Dir. Directed by Steven Soderbergh

You could probably make about ten starkly different movies from Lem's original novel, and this one focuses a lot more on the idea of connection and regret, almost completely sidelining the critique of science and the hubris of man to a few off-hand remarks from a videoscreen that the film treats as the ramblings of a madman. Soderbergh's interpretation of Lem's "Man needs man" is more along the lines that we need other (real, non-reconstructed) humans, rather than a rejoinder to the idea that man is "pursuing a goal we fear and that we really don't need". On the other hand, Soderbergh seems to be suggesting that the end of life is not necessarily the end of love, foregrounding an idea that is made literal in Lem's novel, albeit in Latin.

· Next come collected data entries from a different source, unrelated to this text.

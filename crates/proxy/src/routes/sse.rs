//! Legacy SSE front end
//!
//! `GET /sse` opens a session and streams server messages; the first event
//! (`endpoint`) tells the client where to POST its own messages.

use std::convert::Infallible;
use std::sync::Arc;
use std::time::Duration;

use axum::{
    extract::{Query, State},
    http::{HeaderMap, StatusCode},
    response::sse::{Event, KeepAlive, Sse},
    Json,
};
use futures::stream::Stream;
use serde::Deserialize;
use serde_json::Value;
use tokio::sync::mpsc;
use tokio_stream::StreamExt;

use super::session::{
    open_direct_session, ClientSession, ConnectQuery, SessionGuard, SessionMode, SessionScope,
};
use crate::error::{ApiError, ApiResult};
use crate::state::AppState;

const KEEP_ALIVE_INTERVAL: Duration = Duration::from_secs(30);

#[derive(Debug, Deserialize)]
#[serde(rename_all = "camelCase")]
pub struct MessageQuery {
    pub session_id: String,
}

/// Open a direct session and stream it
pub async fn connect(
    State(state): State<AppState>,
    headers: HeaderMap,
    Query(query): Query<ConnectQuery>,
) -> ApiResult<Sse<impl Stream<Item = Result<Event, Infallible>> + Send + 'static>> {
    let request = query.into_request(&state, headers).await?;
    let session = open_direct_session(&state, SessionMode::Sse, request).await?;

    let endpoint = format!("/message?sessionId={}", session.id);
    let guard = SessionGuard::new(state, session.clone());
    message_stream(session, Some(endpoint), Some(guard))
}

/// `POST /message` for direct sessions
pub async fn post_message(
    State(state): State<AppState>,
    Query(query): Query<MessageQuery>,
    Json(message): Json<Value>,
) -> ApiResult<StatusCode> {
    forward_message(&state, &query.session_id, SessionScope::Direct, message).await
}

/// Forward a client message to an SSE session
pub(crate) async fn forward_message(
    state: &AppState,
    session_id: &str,
    scope: SessionScope<'_>,
    message: Value,
) -> ApiResult<StatusCode> {
    let session = state
        .sessions
        .find(session_id, SessionMode::Sse, scope)
        .ok_or(ApiError::SessionNotFound)?;

    session.send(message).await.map_err(|e| {
        tracing::debug!(session_id = %session.id, error = %e, "Message for closed session");
        ApiError::SessionNotFound
    })?;

    Ok(StatusCode::ACCEPTED)
}

/// Holds a session's outbound stream while a client is reading it
struct StreamLease {
    session: Arc<ClientSession>,
    receiver: Option<mpsc::Receiver<Value>>,
    _guard: Option<SessionGuard>,
}

impl Drop for StreamLease {
    fn drop(&mut self) {
        if let Some(receiver) = self.receiver.take() {
            self.session.restore_stream(receiver);
        }
    }
}

/// Stream a session's server messages as `message` events.
///
/// `endpoint` becomes the first event when set. `guard` lives as long as
/// the stream, so a guarded session is closed when the client goes away.
pub(crate) fn message_stream(
    session: Arc<ClientSession>,
    endpoint: Option<String>,
    guard: Option<SessionGuard>,
) -> ApiResult<Sse<impl Stream<Item = Result<Event, Infallible>> + Send + 'static>> {
    let receiver = session
        .take_stream()
        .ok_or_else(|| ApiError::Conflict("A stream is already open for this session".to_string()))?;

    let lease = StreamLease {
        session,
        receiver: Some(receiver),
        _guard: guard,
    };
    let messages = futures::stream::unfold(lease, |mut lease| async move {
        let message = lease.receiver.as_mut()?.recv().await?;
        Some((message, lease))
    })
    .map(|message| Ok(Event::default().event("message").data(message.to_string())));

    let first = tokio_stream::iter(
        endpoint.map(|uri| Ok(Event::default().event("endpoint").data(uri))),
    );

    Ok(Sse::new(first.chain(messages)).keep_alive(
        KeepAlive::new().interval(KEEP_ALIVE_INTERVAL).text("ping"),
    ))
}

This adaptation is certainly an improvement of sorts regarding the lack of agency granted to Rheya/Hari in Tarkovsky's version. How much agency can be granted to the reconstructed Rheya/Hari is of course a difficult question. Soderbergh tidily updates the reason for Chris' guilt. Recall that in Tarkovsky's 1974 adaptation, Kris feels guilty as he let his masculine pride prevent him from checking up on Hari after leaving her alone, post-breakup, in his house with deadly poisons in the fridge. Today, that strikes us as rather more damning than in the 1970s, and no doubt it was slightly more ambivalent behaviour in its day. (And certainly more ambivalent to Tarkovsky, a now famously avowed misogynist who only grudgingly admitted that he found women's subjectivity "difficult to deny".) So, updating the reason to that of Chris storming out of the house after hearing that Rheya has terminated a pregnancy mostly restores that ambivalence, especially for a film made in Bush-era 2002. This is actually an important update, for both the original book and Tarkovsky's adaptation take the (somewhat controversial) view that grief is inherently egocentric, at least insofar as it is more about those who have survived who feel guilty that they cannot now be forgiven, rather than feeling inherently bad for any actions they might have done (or for the deceased themselves). This update is also canny as it plays on the notion of abortion as a 'life denied' or at least a life prevented, thus suggesting that Rheya is a sort of inevitable post-Jurassic Park "life finds a way". Still, in some sense, this 'change' is not a deviation from the original, but rather entirely necessary update lest Lem's novel stops using the future to talk about the present and begins to be a discourse entirely on the morals of the past. (On some semantic level, then, this isn't a 'change' at all.)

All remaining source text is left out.